We do also know that terrorist attacks are almost all the responsibility of otherwise ordinary kinds of organizations.  “Lone gunman” terrorism is exceedingly rare – 99.8% of terrorism is planned and carried out by formal organizations, not individuals acting alone.   Organizations turn to terrorism as part of a strategy to pursue political objectives.  And yes, their objectives are almost always political, even when cloaked in religious ideology and language as is so often the case today.

 

Dr. Gary LaFree:

The START Center analyzed the top twenty most active terrorist organizations since the 1970s – including such groups as the ETA (Euskadi Ta Askatasuna or Basque Homeland & Freedom) in Spain, the IRA (Irish Republican Army) in Ireland, the FARC (Fuerzas Armadas Revolutionarias de Colombia or Revolutionary Armed Forces of Colombia) in Colombia, the Shining Path in Peru, the Taliban in Afghanistan – and found that the vast majority are fighting over land.  Moreover, they are fighting locally or nationally, not internationally.  The vast majority of terrorist attacks are domestic attacks by citizens, not foreigners.  al-Qaeda is a notable and more complex exception because they are like an international social movement franchise, with local affiliates in different parts of the world having somewhat different motivations and goals.


For more information on terrorism research, visit the University of Maryland’s National Center for the Study of Terrorism and Responses to Terrorism (START).  


ABOUT THE AUTHORS

Gary LaFree is Director of the National Center for the Study of Terrorism and Responses to Terrorism (START) and Distinguished Scholar and Professor of Criminology & Criminal Justice at the University of Maryland.  START is currently engaged in approximately 40 research projects dealing mostly with the human causes and consequences of terrorism.  Dr. LaFree is a Fellow of the American Society of Criminology (ASC), and a member of the National Academy of Science’s Crime, Law and Justice Committee.  He has served as President of the ASC and of the ASC’s Division on International Criminology.  Dr. LaFree has published more than 70 articles and three books.  Much of Dr. LaFree’s current research is on trends in criminal and political violence.

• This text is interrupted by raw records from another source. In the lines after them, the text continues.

use crate::config::{AppConfig, ConfigSection, EvolutionConfig};
use crate::engines::evaluation::{execute, execute_cases};
use crate::engines::generation::{
    generator::TreeGenerator,
    operators::Operator,
    program::Program,
    progress::ProgressCallback,
    selection::TournamentSelection,
};
use crate::engines::metrics::Metric;
use crate::error::{EvotreeError, Result};
use crate::functions::FunctionRegistry;
use crate::types::{Case, Feature};
use rand::rngs::StdRng;
use rand::{Rng, SeedableRng};
use rayon::prelude::*;
use serde::Serialize;
use std::sync::Arc;

#[derive(Debug, Clone, Copy, PartialEq, Eq, Serialize)]
pub enum EngineState {
    Uninitialized,
    Initialized,
    Evaluated,
    Terminated,
}

#[derive(Debug, Clone, Copy, PartialEq, Eq, Serialize)]
#[serde(rename_all = "snake_case")]
pub enum StopReason {
    GenerationLimit,
    ThresholdReached,
}

/// Summary of a finished training run.
#[derive(Debug, Clone, Serialize)]
pub struct TrainingReport {
    pub generations_run: usize,
    pub best_fitness: f64,
    pub best_length: usize,
    pub best_depth: usize,
    pub best_expression: String,
    pub stop_reason: StopReason,
}

impl TrainingReport {
    pub fn to_json(&self) -> Result<String> {
        Ok(serde_json::to_string_pretty(self)?)
    }
}

/// Steady-state genetic programming loop over a fixed-size population.
pub struct EvolutionEngine {
    config: EvolutionConfig,
    generator: TreeGenerator,
    selector: TournamentSelection,
    metric: Arc<dyn Metric>,
    population: Vec<Program>,
    best: Option<Program>,
    state: EngineState,
    generation: usize,
    stop_reason: Option<StopReason>,
    rng: StdRng,
}

/// Score one program, storing NaN costs as infinitely bad.
fn score(
    program: &mut Program,
    cases: &[Case],
    inputs: &[Vec<f64>],
    metric: &dyn Metric,
) -> Result<()> {
    let outputs = execute_cases(program, inputs)?;
    let fitness = metric.fitness(cases, &outputs, program.len());
    if fitness.is_nan() {
        log::warn!("Non-finite fitness for {}, treating as infinite", program);
        program.set_fitness(f64::INFINITY);
    } else {
        program.set_fitness(fitness);
    }
    Ok(())
}

fn feature_matrix(cases: &[Case]) -> Vec<Vec<f64>> {
    cases.iter().map(Case::values).collect()
}

impl EvolutionEngine {
    pub fn new(
        config: EvolutionConfig,
        generator: TreeGenerator,
        metric: Arc<dyn Metric>,
    ) -> Result<Self> {
        config.validate()?;

        let rng = match config.seed {
            Some(seed) => StdRng::seed_from_u64(seed),
            None => StdRng::from_entropy(),
        };

        Ok(Self {
            selector: TournamentSelection::new(config.tournament_size),
            population: Vec::with_capacity(config.population_size),
            config,
            generator,
            metric,
            best: None,
            state: EngineState::Uninitialized,
            generation: 0,
            stop_reason: None,
            rng,
        })
    }

    /// Build an engine from a validated configuration, resolving function aliases
    /// through `registry`.
    pub fn from_config(config: &AppConfig, registry: &FunctionRegistry) -> Result<Self> {
        config.validate()?;
        let functions = registry.function_set(&config.evolution.functions)?;
        let generator = TreeGenerator::new(functions, config.generator.clone())?;
        let metric = config
            .evolution
            .metric
            .build(config.evolution.parsimony_coefficient);
        Self::new(config.evolution.clone(), generator, metric)
    }

    pub fn config(&self) -> &EvolutionConfig {
        &self.config
    }

    pub fn generator(&self) -> &TreeGenerator {
        &self.generator
    }

    pub fn state(&self) -> EngineState {
        self.state
    }

    /// Completed generations.
    pub fn generation(&self) -> usize {
        self.generation
    }

    pub fn population(&self) -> &[Program] {
        &self.population
    }

    pub fn best(&self) -> Option<&Program> {
        self.best.as_ref()
    }

    /// Fill the population with freshly generated programs.
    pub fn initialize(&mut self) {
        while self.population.len() < self.config.population_size {
            let program = self.generator.generate(&mut self.rng);
            self.population.push(program);
        }
        self.population.truncate(self.config.population_size);
        self.state = EngineState::Initialized;
        log::debug!("Initialized population of {}", self.population.len());
    }

    /// Score every program that has no fitness yet.
    pub fn evaluate(&mut self, cases: &[Case]) -> Result<()> {
        if self.state == EngineState::Uninitialized {
            return Err(EvotreeError::Evolution(
                "Population must be initialized before evaluation".to_string(),
            ));
        }
        let inputs = feature_matrix(cases);
        self.evaluate_with(cases, &inputs)
    }

    fn evaluate_with(&mut self, cases: &[Case], inputs: &[Vec<f64>]) -> Result<()> {
        let metric = self.metric.as_ref();
        self.population
            .par_iter_mut()
            .filter(|program| !program.is_evaluated())
            .try_for_each(|program| score(program, cases, inputs, metric))?;

        self.rank();
        if self.state == EngineState::Initialized {
            self.state = EngineState::Evaluated;
        }
        Ok(())
    }

    fn rank(&mut self) {
        self.population
            .sort_by(|a, b| a.fitness().total_cmp(&b.fitness()));
        self.best = self.population.first().cloned();
    }

    /// Run a single steady-state generation.
    pub fn step(&mut self, cases: &[Case]) -> Result<()> {
        if self.state == EngineState::Uninitialized || self.state == EngineState::Initialized {
            return Err(EvotreeError::Evolution(
                "Population must be evaluated before stepping".to_string(),
            ));
        }
        let inputs = feature_matrix(cases);
        self.step_with(cases, &inputs)
    }

    fn step_with(&mut self, cases: &[Case], inputs: &[Vec<f64>]) -> Result<()> {
        for _ in 0..self.config.num_offspring {
            let operator = self.breed(cases, inputs)?;
            log::debug!("Offspring bred by {:?}", operator);
        }
        self.rank();
        self.generation += 1;
        Ok(())
    }

    fn breed(&mut self, cases: &[Case], inputs: &[Vec<f64>]) -> Result<Operator> {
        let parent = self
            .selector
            .select_index(&self.population, false, &mut self.rng)
            .ok_or_else(|| EvotreeError::Evolution("Population is empty".to_string()))?;

        let mut child = self.population[parent].clone();
        let operator = self.vary(&mut child);
        if !child.is_evaluated() {
            score(&mut child, cases, inputs, self.metric.as_ref())?;
        }

        let loser = self
            .selector
            .select_index(&self.population, true, &mut self.rng)
            .ok_or_else(|| EvotreeError::Evolution("Population is empty".to_string()))?;
        self.population[loser] = child;

        Ok(operator)
    }

    /// Apply at most one variation operator; the gates are tried in order.
    fn vary(&mut self, child: &mut Program) -> Operator {
        let config = &self.config;

        if self.rng.gen::<f64>() < config.crossover_rate {
            if let Some(donor) = self.selector.select_index(&self.population, false, &mut self.rng) {
                child.crossover(&self.population[donor], &mut self.rng);
            }
            Operator::Crossover
        } else if self.rng.gen::<f64>() < config.subtree_mutation_rate {
            child.subtree_mutation(&self.generator, &mut self.rng);
            Operator::SubtreeMutation
        } else if self.rng.gen::<f64>() < config.hoist_mutation_rate {
            child.hoist_mutation(&mut self.rng);
            Operator::HoistMutation
        } else if self.rng.gen::<f64>() < config.point_mutation_rate {
            child.point_mutation(&self.generator, config.point_replacement_rate, &mut self.rng);
            Operator::PointMutation
        } else {
            Operator::Reproduction
        }
    }

    fn threshold_reached(&self) -> bool {
        self.best
            .as_ref()
            .is_some_and(|best| best.fitness() < self.config.stopping_threshold)
    }

    /// Evolve until the generation limit or the stopping threshold is reached and
    /// return the best program found.
    pub fn train<C: ProgressCallback>(&mut self, cases: &[Case], mut callback: C) -> Result<&Program> {
        if cases.is_empty() {
            return Err(EvotreeError::Evolution("No training cases supplied".to_string()));
        }

        let inputs = feature_matrix(cases);
        if self.state == EngineState::Uninitialized {
            self.initialize();
        }
        self.evaluate_with(cases, &inputs)?;
        self.state = EngineState::Evaluated;

        log::info!(
            "Training on {} cases for up to {} generations",
            cases.len(),
            self.config.generations
        );

        self.stop_reason = Some(StopReason::GenerationLimit);
        for generation in 0..self.config.generations {
            if self.threshold_reached() {
                self.stop_reason = Some(StopReason::ThresholdReached);
                break;
            }

            callback.on_generation_start(generation);
            self.step_with(cases, &inputs)?;

            if let Some(best) = &self.best {
                callback.on_generation_complete(generation, best.fitness(), best.len());
            }
        }
        if self.threshold_reached() {
            self.stop_reason = Some(StopReason::ThresholdReached);
        }

        self.state = EngineState::Terminated;
        let best = self
            .best
            .as_ref()
            .ok_or_else(|| EvotreeError::Evolution("Training produced no program".to_string()))?;
        log::info!("Training finished. Best fitness: {:.6} {}", best.fitness(), best);
        Ok(best)
    }

    /// Execute the best program on a single set of features.
    pub fn test(&self, features: &[Feature]) -> Result<f64> {
        let best = self
            .best
            .as_ref()
            .ok_or_else(|| EvotreeError::Evolution("Engine has not been trained".to_string()))?;
        let values: Vec<f64> = features.iter().map(|f| f.value).collect();
        execute(best, &values)
    }

    /// Summary of the last training run, if one has completed.
    pub fn report(&self) -> Option<TrainingReport> {
        if self.state != EngineState::Terminated {
            return None;
        }
        let best = self.best.as_ref()?;
        Some(TrainingReport {
            generations_run: self.generation,
            best_fitness: best.fitness(),
            best_length: best.len(),
            best_depth: best.depth(),
            best_expression: best.to_string(),
            stop_reason: self.stop_reason.unwrap_or(StopReason::GenerationLimit),
        })
    }
}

Ziad Munson is an Associate Professor of Sociology at Lehigh University, where he founded and currently directs the Social Science Research Center.  He received his B.A. from the University of Chicago in 1993 and his M.A. and Ph.D. from Harvard University in 1996 and 2002.  His research and teaching focuses on the intersection of popular mobilization, civic engagement, and religion.  He is the author of The Making of Pro-Life Activists, a study of recruitment and mobilization in the American pro-life movement (University of Chicago Press, 2009).  He has also authored articles and chapters on the Muslim Brotherhood in Egypt, religion and politics in the U.S., and the role of civil society in wartime.   He is currently working on a new project on the organizational infrastructure of international political violence.  Click here for more on Dr. Munson’s teaching and research.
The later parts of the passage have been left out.